We come therefore to the conclusion that British defence is in a crisis so deep that it is no longer simply a matter of having to make difficult choices; rather, the machinery with which to analyse and understand defence, and with which to make those difficult choices, is wearing out. In short, we argue that defence policy, planning and analysis in the United Kingdom has reached a state of organisational, bureaucratic and intellectual decay.

This is the conclusion not of a partisan opposition, nor of armchair generals, nor even of retired chiefs-of-staff. They are the concluding remarks of an article in the latest issue of International Affairs, the journal of Chatham House, the respected Royal Institute of International Affairs, published on Tuesday.

The authors, Paul Cornish and Andrew Dorman, speak of "intractable structural problems", an "apparent vacuum at the political/strategic level", of a "critical shortage" of helicopters in Afghanistan. They add: "In all aspects of defence – political, financial, industrial and operational – the British government is confronted with a state of degeneration perhaps more serious than at any time since the end of the cold war".

On Monday, defence ministers announced that the RAF's fleet of Nimrod surveillance planes will be grounded from operations overseas so engineers can carry out crucial safety modifications. In 2006 14 servicemen were killed when one of the planes blew up over Afghanistan. Last year the assistant deputy coroner for Oxfordshire, Andrew Walker, said the Nimrod had "never been airworthy" from the first time it was released to the service nearly 40 years ago.
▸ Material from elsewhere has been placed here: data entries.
use regex::Regex;

/// Legal-form abbreviations a company name starts with.
pub const LEGAL_FORMS: &[&str] = &["ООО", "ОАО", "ЗАО", "ПАО", "ИП"];

const NAME_BODY: &str = r#"\s+["«]?[A-Za-zА-Яа-яЁё0-9\s.,-]+["»]?"#;
const LONG_FORM: &str = "Общество с ограниченной ответственностью";

/// Tax number (ИНН), state registration number (ОГРН) and legal name patterns.
pub struct IdentifierPatterns {
    inn: Regex,
    ogrn: Regex,
    company: Regex,
    company_long: Regex,
}

impl IdentifierPatterns {
    pub fn compile() -> Result<Self, regex::Error> {
        Ok(IdentifierPatterns {
            inn: Regex::new(r"\b\d{10}\b|\b\d{12}\b")?,
            ogrn: Regex::new(r"\b\d{13}\b")?,
            company: Regex::new(&format!(r"\b(?:{}){}", LEGAL_FORMS.join("|"), NAME_BODY))?,
            company_long: Regex::new(&format!("{}{}", LONG_FORM, NAME_BODY))?,
        })
    }

    /// First 10- or 12-digit token.
    pub fn inn<'t>(&self, text: &'t str) -> Option<&'t str> {
        self.inn.find(text).map(|m| m.as_str())
    }

    /// First 13-digit token.
    pub fn ogrn<'t>(&self, text: &'t str) -> Option<&'t str> {
        self.ogrn.find(text).map(|m| m.as_str())
    }

    /// First "legal form + name"; the spelled-out LLC form only when no abbreviation matches.
    pub fn company_name(&self, text: &str) -> Option<String> {
        self.company
            .find(text)
            .or_else(|| self.company_long.find(text))
            .map(|m| m.as_str().trim().to_string())
            .filter(|s| !s.is_empty())
    }
}

pub fn is_inn(token: &str) -> bool {
    matches!(token.len(), 10 | 12) && token.bytes().all(|b| b.is_ascii_digit())
}

pub fn is_ogrn(token: &str) -> bool {
    token.len() == 13 && token.bytes().all(|b| b.is_ascii_digit())
}

pub fn starts_with_legal_form(text: &str) -> bool {
    LEGAL_FORMS.iter().any(|form| text.starts_with(form))
}

// ── Tests ──

#[cfg(test)]
mod tests {
    use super::*;

    fn patterns() -> IdentifierPatterns {
        IdentifierPatterns::compile().unwrap()
    }

    #[test]
    fn inn_is_ten_or_twelve_digits() {
        let p = patterns();
        assert_eq!(p.inn("ИНН 7701234567 КПП 770101001"), Some("7701234567"));
        assert_eq!(p.inn("ИНН: 500100732259"), Some("500100732259"));
        assert_eq!(p.inn("ОГРН 1027700132195"), None);
        assert_eq!(p.inn("тел 12345678901"), None);
    }

    #[test]
    fn ogrn_is_thirteen_digits() {
        let p = patterns();
        assert_eq!(p.ogrn("ИНН 7701234567 ОГРН 1027700132195"), Some("1027700132195"));
        assert_eq!(p.ogrn("ИНН 7701234567"), None);
    }

    #[test]
    fn quoted_company_name() {
        let p = patterns();
        assert_eq!(
            p.company_name(r#"Реквизиты: ООО "Ромашка" ИНН 1234567890"#).as_deref(),
            Some(r#"ООО "Ромашка""#)
        );
        assert_eq!(
            p.company_name("АО и ЗАО «Рекламные Решения» (Москва)").as_deref(),
            Some("ЗАО «Рекламные Решения»")
        );
    }

    #[test]
    fn bare_name_runs_to_first_foreign_character() {
        let p = patterns();
        assert_eq!(
            p.company_name("ИП Иванов И.И.; тел").as_deref(),
            Some("ИП Иванов И.И.")
        );
    }

    #[test]
    fn marker_inside_a_word_is_ignored() {
        let p = patterns();
        assert_eq!(p.company_name("ТИП Продукции"), None);
    }

    #[test]
    fn long_form_fallback() {
        let p = patterns();
        assert_eq!(
            p.company_name("Общество с ограниченной ответственностью «Вектор»; ИНН").as_deref(),
            Some("Общество с ограниченной ответственностью «Вектор»")
        );
    }

    #[test]
    fn token_predicates() {
        assert!(is_inn("1234567890"));
        assert!(is_inn("123456789012"));
        assert!(!is_inn("12345678901"));
        assert!(is_ogrn("1234567890123"));
        assert!(!is_ogrn("12345678901a3"));
        assert!(starts_with_legal_form("ООО Ромашка"));
        assert!(!starts_with_legal_form("Ромашка ООО"));
    }
}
The MoD has been trying to gag Walker for his repeated criticism of the ministry.

On Saturday, Major Sebastian Morley, the SAS commander in Afghanistan who resigned over the number of troops being killed in "unsafe" Snatch Land Rovers, accused the government of having "blood on its hands". He described the MoD as "cavalier at best, criminal at worst". The government did not dare to try to gag him.

Nor, it seems, does it dare to confront the seriousness of a situation which has left British soldiers ordered to fight in operations ministers describe as crucial to the UK's national security, poorly equipped and inadequately trained.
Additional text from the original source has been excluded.